* _Work request_: Filter these records by the string "StoreError", copying each line that holds it.

* _Dataset entries_:
//! Indexing and query pipelines.
//!
//! Both pipelines hold shared capability handles and orchestrate strictly
//! sequential downstream calls. Neither retries: transient provider failures
//! surface to the caller, which owns retry policy. Concurrent invocations
//! share no mutable state beyond the store itself.

use crate::domain::{Document, DocumentStore, StoreError};
use crate::embedding::{EmbeddingClient, EmbeddingClientError};
use crate::summarization::{SummarizationClient, SummarizationClientError};
use std::sync::Arc;
use thiserror::Error;

/// Errors emitted by the indexing and query pipelines.
#[derive(Debug, Error)]
pub enum PipelineError {
    /// Query text was missing or blank. Rejected before any provider call.
    #[error("query text must not be empty")]
    EmptyQuery,
    /// Embedding provider failed to produce a vector.
    #[error("Failed to generate embedding: {0}")]
    Embedding(#[from] EmbeddingClientError),
    /// Vector store rejected an operation.
    #[error("Vector store operation failed: {0}")]
    Store(#[from] StoreError),
    /// Summarization provider failed to produce a summary.
    #[error("Failed to summarize results: {0}")]
    Summarization(#[from] SummarizationClientError),
}

/// Result of a semantic search: one synthesized summary plus per-document sources.
#[derive(Debug, Clone, PartialEq)]
pub struct SearchResult {
    /// Summary covering all retrieved documents.
    pub summary: String,
    /// One source per retrieved document, in relevance order.
    pub sources: Vec<Source>,
}

/// Attribution entry pointing back at a retrieved document.
#[derive(Debug, Clone, PartialEq)]
pub struct Source {
    /// Identifier of the source document.
    pub document_id: String,
    /// Excerpt shown alongside the summary.
    pub snippet: String,
}

/// Derive the snippet shown for a retrieved document.
///
/// Currently the full content. Kept as the single extension point for future
/// excerpt extraction so the rest of the query pipeline stays untouched.
fn derive_snippet(content: &str) -> String {
    content.to_string()
}

/// Orchestrates document construction, embedding, and persistence.
pub struct IndexPipeline {
    embedder: Arc<dyn EmbeddingClient>,
    store: Arc<dyn DocumentStore>,
}

impl IndexPipeline {
    /// Build an indexing pipeline over the given capability handles.
    pub fn new(embedder: Arc<dyn EmbeddingClient>, store: Arc<dyn DocumentStore>) -> Self {
        Self { embedder, store }
    }

    /// Embed `content` and upsert the resulting document under `id`.
    ///
    /// An embedding failure aborts before any write; a document is never
    /// persisted without its embedding.
    pub async fn index(&self, id: &str, content: &str) -> Result<(), PipelineError> {
        let mut doc = Document::new(id, content);
        let embedding = self.embedder.generate(content).await?;
        if embedding.is_empty() {
            return Err(PipelineError::Embedding(
                EmbeddingClientError::InvalidResponse(
                    "provider returned an empty embedding".into(),
                ),
            ));
        }
        doc.attach_embedding(embedding);
        self.store.save(&doc).await?;
        tracing::info!(id = %doc.id, "Document indexed");
        Ok(())
    }
}

/// Orchestrates query embedding, similarity search, summarization, and source assembly.
pub struct QueryPipeline {
    embedder: Arc<dyn EmbeddingClient>,
    store: Arc<dyn DocumentStore>,
    summarizer: Arc<dyn SummarizationClient>,
}

impl QueryPipeline {
    /// Build a query pipeline over the given capability handles.
    pub fn new(
        embedder: Arc<dyn EmbeddingClient>,
        store: Arc<dyn DocumentStore>,
        summarizer: Arc<dyn SummarizationClient>,
    ) -> Self {
        Self {
            embedder,
            store,
            summarizer,
        }
    }

    /// Answer a natural-language query with a summary and attributed sources.
    ///
    /// Zero search hits is not an error: the summarizer still runs with an
    /// empty passage list and the result carries empty sources.
    pub async fn query(&self, text: &str) -> Result<SearchResult, PipelineError> {
        if text.trim().is_empty() {
            return Err(PipelineError::EmptyQuery);
        }

        let embedding = self.embedder.generate(text).await?;
        let documents = self.store.search(&embedding).await?;
        tracing::debug!(hits = documents.len(), "Similarity search completed");

        let passages: Vec<String> = documents.iter().map(|doc| doc.content.clone()).collect();
        let summary = self.summarizer.summarize(&passages).await?;

        let sources = documents
            .iter()
            .map(|doc| Source {
                document_id: doc.id.clone(),
                snippet: derive_snippet(&doc.content),
            })
            .collect();

        Ok(SearchResult { summary, sources })
    }
}

#[cfg(test)]
mod tests {
    use super::*;
    use async_trait::async_trait;
    use std::sync::Mutex;

    struct StubEmbedder {
        response: Result<Vec<f32>, String>,
        calls: Mutex<Vec<String>>,
    }

    impl StubEmbedder {
        fn returning(embedding: Vec<f32>) -> Self {
            Self {
                response: Ok(embedding),
                calls: Mutex::new(Vec::new()),
            }
        }

        fn failing(message: &str) -> Self {
            Self {
                response: Err(message.to_string()),
                calls: Mutex::new(Vec::new()),
            }
        }

        fn call_count(&self) -> usize {
            self.calls.lock().expect("lock").len()
        }
    }

    #[async_trait]
    impl EmbeddingClient for StubEmbedder {
        async fn generate(&self, content: &str) -> Result<Vec<f32>, EmbeddingClientError> {
            self.calls.lock().expect("lock").push(content.to_string());
            self.response
                .clone()
                .map_err(EmbeddingClientError::GenerationFailed)
        }
    }

    #[derive(Default)]
    struct StubStore {
        saved: Mutex<Vec<Document>>,
        search_results: Vec<Document>,
    }

    impl StubStore {
        fn with_results(search_results: Vec<Document>) -> Self {
            Self {
                saved: Mutex::new(Vec::new()),
                search_results,
            }
        }

        fn saved_documents(&self) -> Vec<Document> {
            self.saved.lock().expect("lock").clone()
        }
    }

    #[async_trait]
    impl DocumentStore for StubStore {
        async fn save(&self, doc: &Document) -> Result<(), StoreError> {
            self.saved.lock().expect("lock").push(doc.clone());
            Ok(())
        }

        async fn find_by_id(&self, id: &str) -> Result<Document, StoreError> {
            self.saved
                .lock()
                .expect("lock")
                .iter()
                .find(|doc| doc.id == id)
                .cloned()
                .ok_or_else(|| StoreError::NotFound(id.to_string()))
        }

        async fn search(&self, _embedding: &[f32]) -> Result<Vec<Document>, StoreError> {
            Ok(self.search_results.clone())
        }
    }

    #[derive(Default)]
    struct StubSummarizer {
        received: Mutex<Vec<Vec<String>>>,
    }

    impl StubSummarizer {
        fn received_passages(&self) -> Vec<Vec<String>> {
            self.received.lock().expect("lock").clone()
        }
    }

    #[async_trait]
    impl SummarizationClient for StubSummarizer {
        async fn summarize(&self, passages: &[String]) -> Result<String, SummarizationClientError> {
            self.received.lock().expect("lock").push(passages.to_vec());
            Ok(format!("summary of {} passages", passages.len()))
        }
    }

    fn doc(id: &str, content: &str, embedding: Vec<f32>) -> Document {
        let mut doc = Document::new(id, content);
        doc.attach_embedding(embedding);
        doc
    }

    #[tokio::test]
    async fn index_persists_document_with_embedding() {
        let embedder = Arc::new(StubEmbedder::returning(vec![0.1, 0.2, 0.3]));
        let store = Arc::new(StubStore::default());
        let pipeline = IndexPipeline::new(embedder, store.clone());

        pipeline.index("doc-1", "hello world").await.expect("index");

        let saved = store.saved_documents();
        assert_eq!(saved.len(), 1);
        assert_eq!(saved[0].id, "doc-1");
        assert_eq!(saved[0].content, "hello world");
        assert_eq!(saved[0].embedding.as_deref(), Some([0.1, 0.2, 0.3].as_slice()));

        let found = store.find_by_id("doc-1").await.expect("lookup");
        assert_eq!(found.content, "hello world");
        assert_eq!(found.embedding.map(|e| e.len()), Some(3));
    }

    #[tokio::test]
    async fn index_aborts_without_write_when_embedding_fails() {
        let embedder = Arc::new(StubEmbedder::failing("provider down"));
        let store = Arc::new(StubStore::default());
        let pipeline = IndexPipeline::new(embedder, store.clone());

        let error = pipeline.index("doc-1", "hello").await.expect_err("failure");
        assert!(matches!(error, PipelineError::Embedding(_)));
        assert!(store.saved_documents().is_empty());
    }

    #[tokio::test]
    async fn query_feeds_summarizer_search_contents_in_order() {
        let results = vec![
            doc("a", "first passage", vec![0.9, 0.1]),
            doc("b", "second passage", vec![0.8, 0.2]),
            doc("c", "third passage", vec![0.7, 0.3]),
        ];
        let embedder = Arc::new(StubEmbedder::returning(vec![0.5, 0.5]));
        let store = Arc::new(StubStore::with_results(results));
        let summarizer = Arc::new(StubSummarizer::default());
        let pipeline = QueryPipeline::new(embedder, store, summarizer.clone());

        let result = pipeline.query("what is this about").await.expect("result");

        let received = summarizer.received_passages();
        assert_eq!(received.len(), 1);
        assert_eq!(
            received[0],
            vec![
                "first passage".to_string(),
                "second passage".to_string(),
                "third passage".to_string()
            ]
        );

        assert_eq!(result.summary, "summary of 3 passages");
        assert_eq!(result.sources.len(), 3);
        assert_eq!(result.sources[0].document_id, "a");
        assert_eq!(result.sources[0].snippet, "first passage");
        assert_eq!(result.sources[2].document_id, "c");
    }

    #[tokio::test]
    async fn query_rejects_blank_text_before_embedding() {
        let embedder = Arc::new(StubEmbedder::returning(vec![0.5]));
        let store = Arc::new(StubStore::default());
        let summarizer = Arc::new(StubSummarizer::default());
        let pipeline = QueryPipeline::new(embedder.clone(), store, summarizer);

        let error = pipeline.query("   ").await.expect_err("validation");
        assert!(matches!(error, PipelineError::EmptyQuery));
        assert_eq!(embedder.call_count(), 0);
    }

    #[tokio::test]
    async fn query_with_no_hits_still_invokes_summarizer() {
        let embedder = Arc::new(StubEmbedder::returning(vec![0.5, 0.5]));
        let store = Arc::new(StubStore::with_results(Vec::new()));
        let summarizer = Arc::new(StubSummarizer::default());
        let pipeline = QueryPipeline::new(embedder, store, summarizer.clone());

        let result = pipeline.query("anything").await.expect("result");

        let received = summarizer.received_passages();
        assert_eq!(received.len(), 1);
        assert!(received[0].is_empty());
        assert_eq!(result.summary, "summary of 0 passages");
        assert!(result.sources.is_empty());
    }

    #[tokio::test]
    async fn index_rejects_empty_embedding_vector() {
        let embedder = Arc::new(StubEmbedder::returning(Vec::new()));
        let store = Arc::new(StubStore::default());
        let pipeline = IndexPipeline::new(embedder, store.clone());

        let error = pipeline.index("doc-1", "hello").await.expect_err("empty");
        assert!(matches!(
            error,
            PipelineError::Embedding(EmbeddingClientError::InvalidResponse(_))
        ));
        assert!(store.saved_documents().is_empty());
    }
}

* _Answer space_:
use crate::domain::{Document, DocumentStore, StoreError};
    Store(#[from] StoreError),
        async fn save(&self, doc: &Document) -> Result<(), StoreError> {
        async fn find_by_id(&self, id: &str) -> Result<Document, StoreError> {
                .ok_or_else(|| StoreError::NotFound(id.to_string()))
        async fn search(&self, _embedding: &[f32]) -> Result<Vec<Document>, StoreError> {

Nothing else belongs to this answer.